▶
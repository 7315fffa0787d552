//! # Stream Binding Test Suite
//!
//! Unified test crate exercising the binding crates together.
//!
//! ## Structure
//!
//! ```text
//! tests/src/
//! └── integration/
//!     ├── extraction.rs     # Descriptor extraction
//!     ├── resolution.rs     # Layered property resolution and config files
//!     ├── selection.rs      # Binder selection
//!     ├── aggregation.rs    # Shared channel wiring across modules
//!     └── lifecycle.rs      # Bind failures, unbind, interceptors, health
//! ```
//!
//! ## Running Tests
//!
//! ```bash
//! cargo test -p stream-tests
//! cargo test -p stream-tests integration::aggregation
//! ```

#![allow(unused_variables)]
#![allow(unused_imports)]
#![allow(dead_code)]

pub mod integration;
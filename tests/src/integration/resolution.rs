//! # Property Resolution
//!
//! Layered binding properties as loaded from a TOML file plus environment
//! overrides.

#[cfg(test)]
mod tests {
    use std::sync::Arc;

    use stream_runtime::binding::{DefaultsPropertySource, EnvPropertySource, MapPropertySource};
    use stream_runtime::{BinderRegistry, BindingPropertiesResolver, InMemoryBinder, StreamConfig, StreamContainer};
    use stream_types::keys;

    const CONFIG: &str = r#"
default-binder = "primary"

[defaults]
content-type = "text/plain"
group = "everyone"

[bindings.output]
content-type = "application/json"
producer.partition-count = 4
producer.partition-key-expression = "headers.customer"

[bindings.input]
consumer.concurrency = 2

[binders.primary]
type = "in-memory"

[binders.secondary]
type = "in-memory"
"#;

    fn registry() -> BinderRegistry {
        let registry = BinderRegistry::new();
        registry.register("test", Arc::new(InMemoryBinder::new())).unwrap();
        registry
    }

    #[test]
    fn test_explicit_content_type_beats_default() {
        let resolver = BindingPropertiesResolver::new()
            .with_layer(MapPropertySource::new("bindings").with("output", keys::CONTENT_TYPE, "application/json"))
            .with_layer(DefaultsPropertySource::new("defaults").with(keys::CONTENT_TYPE, "text/plain"));

        let props = resolver.resolve("output", &registry()).unwrap();
        assert_eq!(props.content_type.as_deref(), Some("application/json"));
    }

    #[test]
    fn test_file_layers() {
        let config = StreamConfig::parse(CONFIG).unwrap();
        let container = StreamContainer::with_environment(config, EnvPropertySource::default()).unwrap();
        let service = container.service();

        let output = service.resolve(None, "output").unwrap();
        assert_eq!(output.content_type.as_deref(), Some("application/json"));
        assert_eq!(output.binder.as_deref(), Some("primary"));
        assert_eq!(output.producer.partition_count, 4);
        assert!(output.producer.is_partitioned());
        assert_eq!(output.producer.partition_key_expression.as_deref(), Some("headers.customer"));

        let input = service.resolve(None, "input").unwrap();
        assert_eq!(input.content_type.as_deref(), Some("text/plain"));
        assert_eq!(input.group.as_deref(), Some("everyone"));
        assert_eq!(input.consumer.concurrency, 2);
    }

    #[test]
    fn test_env_layer_overrides_file() {
        let config = StreamConfig::parse(CONFIG).unwrap();
        let env = EnvPropertySource::from_vars([
            ("STREAM_BINDINGS_OUTPUT_BINDER", "secondary"),
            ("STREAM_BINDINGS_INPUT_CONSUMER_CONCURRENCY", "8"),
        ]);
        let container = StreamContainer::with_environment(config, env).unwrap();

        let output = container.service().resolve(None, "output").unwrap();
        assert_eq!(output.binder.as_deref(), Some("secondary"));

        let input = container.service().resolve(None, "input").unwrap();
        assert_eq!(input.consumer.concurrency, 8);
    }

    #[test]
    fn test_invalid_override_is_configuration_error() {
        let config = StreamConfig::parse(CONFIG).unwrap();
        let env = EnvPropertySource::from_vars([("STREAM_BINDINGS_INPUT_CONSUMER_INSTANCE_INDEX", "3")]);
        let container = StreamContainer::with_environment(config, env).unwrap();

        let err = container.service().resolve(None, "input").unwrap_err();
        assert_eq!(err.kind(), "configuration");
        assert!(err.to_string().contains(keys::CONSUMER_INSTANCE_INDEX));
    }

    #[test]
    fn test_default_binder_must_be_registered() {
        let config = StreamConfig::parse("default-binder = \"missing\"\n").unwrap();
        let container = StreamContainer::with_environment(config, EnvPropertySource::default()).unwrap();

        let err = container.service().resolve(None, "output").unwrap_err();
        assert!(err.to_string().contains("binder 'missing' is not registered"));
    }
}
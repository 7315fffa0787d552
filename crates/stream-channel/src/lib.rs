//! # Stream Channel - In-Process Message Channels
//!
//! The conduit between application code and a binder, or between two modules
//! when an aggregated run shares a channel.
//!
//! ```text
//! ┌──────────────┐  send()   ┌───────────────────────────┐  subscribe()  ┌──────────────┐
//! │ Module code  │ ────────► │ DirectChannel             │ ────────────► │ Binder or    │
//! │ or binder    │           │  interceptors (pre_send)  │               │ other module │
//! └──────────────┘           └───────────────────────────┘               └──────────────┘
//! ```
//!
//! Interceptors run in installation order before a message is dispatched and
//! are de-duplicated by name, so configuring a channel twice is harmless.

#![cfg_attr(test, allow(clippy::unwrap_used))]
#![cfg_attr(test, allow(clippy::expect_used))]

pub mod channel;
pub mod interceptor;
pub mod subscriber;

pub use channel::{ChannelRef, DirectChannel};
pub use interceptor::{ChannelInterceptor, FnInterceptor};
pub use subscriber::{ChannelStream, ChannelSubscription, SubscriptionError};

/// Messages buffered per subscriber before the slowest one starts lagging.
pub const DEFAULT_CHANNEL_CAPACITY: usize = 1024;
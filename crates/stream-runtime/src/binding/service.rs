//! # Binding Service
//!
//! Connects a channel to a binder and keeps the resulting `Binding` until
//! shutdown.
//!
//! ```text
//! descriptor ──► resolve properties ──► select binder ──► configure channel ──► bind
//!                (layered sources)      (registry)        (configurer chain)    │
//!                                                                              ▼
//!                                                              Binding { Active, handle }
//! ```
//!
//! Inbound descriptors become consumer bindings, outbound ones producer
//! bindings. A failed bind registers nothing, so the same descriptor can be
//! bound again. Bindings are released in reverse order at shutdown, each
//! unbind bounded by a timeout.

use std::sync::Arc;
use std::time::{Duration, Instant};

use parking_lot::{Mutex, RwLock};
use serde::Serialize;
use tokio::time::timeout;
use tracing::{error, info, instrument, warn};

use stream_channel::ChannelRef;
use stream_telemetry::{BINDINGS_ACTIVE, BINDINGS_CREATED, BIND_DURATION, BIND_FAILURES, UNBIND_TIMEOUTS};
use stream_types::{BindingError, BindingProperties, BindingResult, ChannelDescriptor, Direction};

use crate::adapters::ports::{Binder, BindingHandle, TransportError};
use crate::binding::configurer::ConfigurerChain;
use crate::binding::properties::BindingPropertiesResolver;
use crate::health::HealthReport;
use crate::registry::BinderRegistry;

/// Default bound on a single unbind call at shutdown.
pub const DEFAULT_UNBIND_TIMEOUT: Duration = Duration::from_millis(5000);

/// Lifecycle state of a binding.
#[derive(Debug, Clone, Copy, PartialEq, Eq, Serialize)]
#[serde(rename_all = "lowercase")]
pub enum BindingState {
    Active,
    Unbound,
}

/// A channel bound to a binder.
pub struct Binding {
    channel_name: String,
    direction: Direction,
    binder_name: String,
    destination: String,
    handle: Box<dyn BindingHandle>,
    state: Mutex<BindingState>,
}

impl Binding {
    #[must_use]
    pub fn channel_name(&self) -> &str {
        &self.channel_name
    }

    #[must_use]
    pub fn direction(&self) -> Direction {
        self.direction
    }

    #[must_use]
    pub fn binder_name(&self) -> &str {
        &self.binder_name
    }

    #[must_use]
    pub fn destination(&self) -> &str {
        &self.destination
    }

    #[must_use]
    pub fn state(&self) -> BindingState {
        *self.state.lock()
    }

    /// Active and still delivering according to the binder.
    #[must_use]
    pub fn is_healthy(&self) -> bool {
        self.state() == BindingState::Active && self.handle.is_active()
    }

    /// Release the binder handle.
    ///
    /// Returns `Ok(false)` without touching the binder when already unbound.
    /// The binding is marked `Unbound` before the binder is called, so a
    /// failing or abandoned unbind still leaves it released.
    pub async fn unbind(&self) -> Result<bool, TransportError> {
        {
            let mut state = self.state.lock();
            if *state == BindingState::Unbound {
                return Ok(false);
            }
            *state = BindingState::Unbound;
        }
        BINDINGS_ACTIVE.dec();
        self.handle.unbind().await?;
        Ok(true)
    }
}

impl std::fmt::Debug for Binding {
    fn fmt(&self, f: &mut std::fmt::Formatter<'_>) -> std::fmt::Result {
        f.debug_struct("Binding")
            .field("channel", &self.channel_name)
            .field("direction", &self.direction)
            .field("binder", &self.binder_name)
            .field("destination", &self.destination)
            .field("state", &self.state())
            .finish()
    }
}

/// Binds descriptors and owns the resulting bindings.
pub struct BindingService {
    registry: Arc<BinderRegistry>,
    resolver: BindingPropertiesResolver,
    configurers: ConfigurerChain,
    bindings: RwLock<Vec<Arc<Binding>>>,
    unbind_timeout: Duration,
}

impl BindingService {
    pub fn new(
        registry: Arc<BinderRegistry>,
        resolver: BindingPropertiesResolver,
        configurers: ConfigurerChain,
    ) -> Self {
        Self {
            registry,
            resolver,
            configurers,
            bindings: RwLock::new(Vec::new()),
            unbind_timeout: DEFAULT_UNBIND_TIMEOUT,
        }
    }

    #[must_use]
    pub fn with_unbind_timeout(mut self, unbind_timeout: Duration) -> Self {
        self.unbind_timeout = unbind_timeout;
        self
    }

    #[must_use]
    pub fn registry(&self) -> &Arc<BinderRegistry> {
        &self.registry
    }

    #[must_use]
    pub fn unbind_timeout(&self) -> Duration {
        self.unbind_timeout
    }

    /// Resolve properties for `channel`, optionally under a module role.
    pub fn resolve(&self, scope: Option<&str>, channel: &str) -> BindingResult<BindingProperties> {
        self.resolver
            .resolve_scoped(scope, channel, &self.registry)
            .map_err(|e| e.with_channel(channel))
    }

    /// Keys only meaningful for an external binding that are explicitly set
    /// for `channel`.
    #[must_use]
    pub fn explicit_external_keys(&self, scope: Option<&str>, channel: &str) -> Vec<&'static str> {
        self.resolver.explicit_external_keys(scope, channel)
    }

    /// Apply the configurer chain to `channel`.
    pub fn configure_channel(
        &self,
        channel: ChannelRef,
        channel_name: &str,
        properties: &BindingProperties,
    ) -> ChannelRef {
        self.configurers.configure(channel, channel_name, properties)
    }

    /// Bind `channel` with already resolved properties and binder.
    ///
    /// # Errors
    ///
    /// `BinderConnection` when the binder rejects the bind. Nothing is
    /// registered in that case.
    #[instrument(skip_all, fields(channel = descriptor.name(), direction = %descriptor.direction(), binder = binder_name))]
    pub async fn bind(
        &self,
        descriptor: &ChannelDescriptor,
        properties: &BindingProperties,
        binder_name: &str,
        binder: Arc<dyn Binder>,
        channel: ChannelRef,
    ) -> BindingResult<Arc<Binding>> {
        let destination = properties.destination();
        let started = Instant::now();

        let outcome = match descriptor.direction() {
            Direction::Inbound => {
                binder
                    .bind_consumer(destination, properties.group.as_deref(), channel, &properties.consumer)
                    .await
            }
            Direction::Outbound => {
                if properties.group.is_some() {
                    warn!(channel = descriptor.name(), "group is ignored on an outbound channel");
                }
                binder
                    .bind_producer(destination, channel, &properties.producer)
                    .await
            }
        };

        BIND_DURATION
            .with_label_values(&[binder_name])
            .observe(started.elapsed().as_secs_f64());

        let handle = match outcome {
            Ok(handle) => handle,
            Err(e) => {
                let err = BindingError::BinderConnection {
                    channel: descriptor.name().to_string(),
                    binder: binder_name.to_string(),
                    message: e.message,
                };
                BIND_FAILURES
                    .with_label_values(&[binder_name, err.kind()])
                    .inc();
                error!("[Binding] {}", err);
                return Err(err);
            }
        };

        let binding = Arc::new(Binding {
            channel_name: descriptor.name().to_string(),
            direction: descriptor.direction(),
            binder_name: binder_name.to_string(),
            destination: destination.to_string(),
            handle,
            state: Mutex::new(BindingState::Active),
        });
        self.bindings.write().push(Arc::clone(&binding));

        BINDINGS_ACTIVE.inc();
        BINDINGS_CREATED
            .with_label_values(&[binder_name, descriptor.direction().as_str()])
            .inc();
        info!(
            "[Binding] {} bound to '{}' via binder '{}'",
            descriptor, destination, binder_name
        );

        Ok(binding)
    }

    /// Resolve, select a binder, configure and bind in one step.
    ///
    /// The descriptor's declared content type applies when no layer sets one.
    pub async fn bind_descriptor(
        &self,
        scope: Option<&str>,
        descriptor: &ChannelDescriptor,
        channel: ChannelRef,
    ) -> BindingResult<Arc<Binding>> {
        let mut properties = self.resolve(scope, descriptor.name())?;
        if properties.content_type.is_none() {
            properties.content_type = descriptor.content_type().map(str::to_string);
        }
        self.bind_with_properties(descriptor, &properties, channel).await
    }

    /// Select the binder named by `properties`, configure and bind.
    pub async fn bind_with_properties(
        &self,
        descriptor: &ChannelDescriptor,
        properties: &BindingProperties,
        channel: ChannelRef,
    ) -> BindingResult<Arc<Binding>> {
        let (binder_name, binder) = self
            .registry
            .get(properties.binder.as_deref())
            .map_err(|e| {
                BIND_FAILURES
                    .with_label_values(&["none", e.kind()])
                    .inc();
                e.with_channel(descriptor.name())
            })?;

        let channel = self.configure_channel(channel, descriptor.name(), properties);
        self.bind(descriptor, properties, &binder_name, binder, channel).await
    }

    /// Release one binding. A second call is a no-op.
    pub async fn unbind(&self, binding: &Binding) {
        match timeout(self.unbind_timeout, binding.unbind()).await {
            Ok(Ok(true)) => info!("[Binding] '{}' unbound", binding.channel_name()),
            Ok(Ok(false)) => {}
            Ok(Err(e)) => warn!(
                channel = binding.channel_name(),
                binder = binding.binder_name(),
                error = %e,
                "Unbind failed, binding released anyway"
            ),
            Err(_) => {
                UNBIND_TIMEOUTS.inc();
                warn!(
                    channel = binding.channel_name(),
                    binder = binding.binder_name(),
                    timeout_ms = self.unbind_timeout.as_millis() as u64,
                    "Unbind timed out, binding released anyway"
                );
            }
        }
    }

    /// Release every binding, most recent first.
    pub async fn unbind_all(&self) {
        let bindings = self.bindings();
        info!("[Binding] Unbinding {} binding(s)", bindings.len());
        for binding in bindings.iter().rev() {
            self.unbind(binding).await;
        }
    }

    /// Snapshot of every binding made so far, in bind order.
    #[must_use]
    pub fn bindings(&self) -> Vec<Arc<Binding>> {
        self.bindings.read().clone()
    }

    #[must_use]
    pub fn active_count(&self) -> usize {
        self.bindings
            .read()
            .iter()
            .filter(|b| b.state() == BindingState::Active)
            .count()
    }

    /// Health of the registered bindings.
    #[must_use]
    pub fn health(&self) -> HealthReport {
        HealthReport::from_bindings(&self.bindings(), Vec::new())
    }
}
◀
● DIRECTIONS FOR THIS TASK
Above are some records; copy each line there that contains "when".

● EXPECTED ANSWER
//! when an aggregated run shares a channel.
    /// Returns `Ok(false)` without touching the binder when already unbound.
    /// `BinderConnection` when the binder rejects the bind. Nothing is
    /// The descriptor's declared content type applies when no layer sets one.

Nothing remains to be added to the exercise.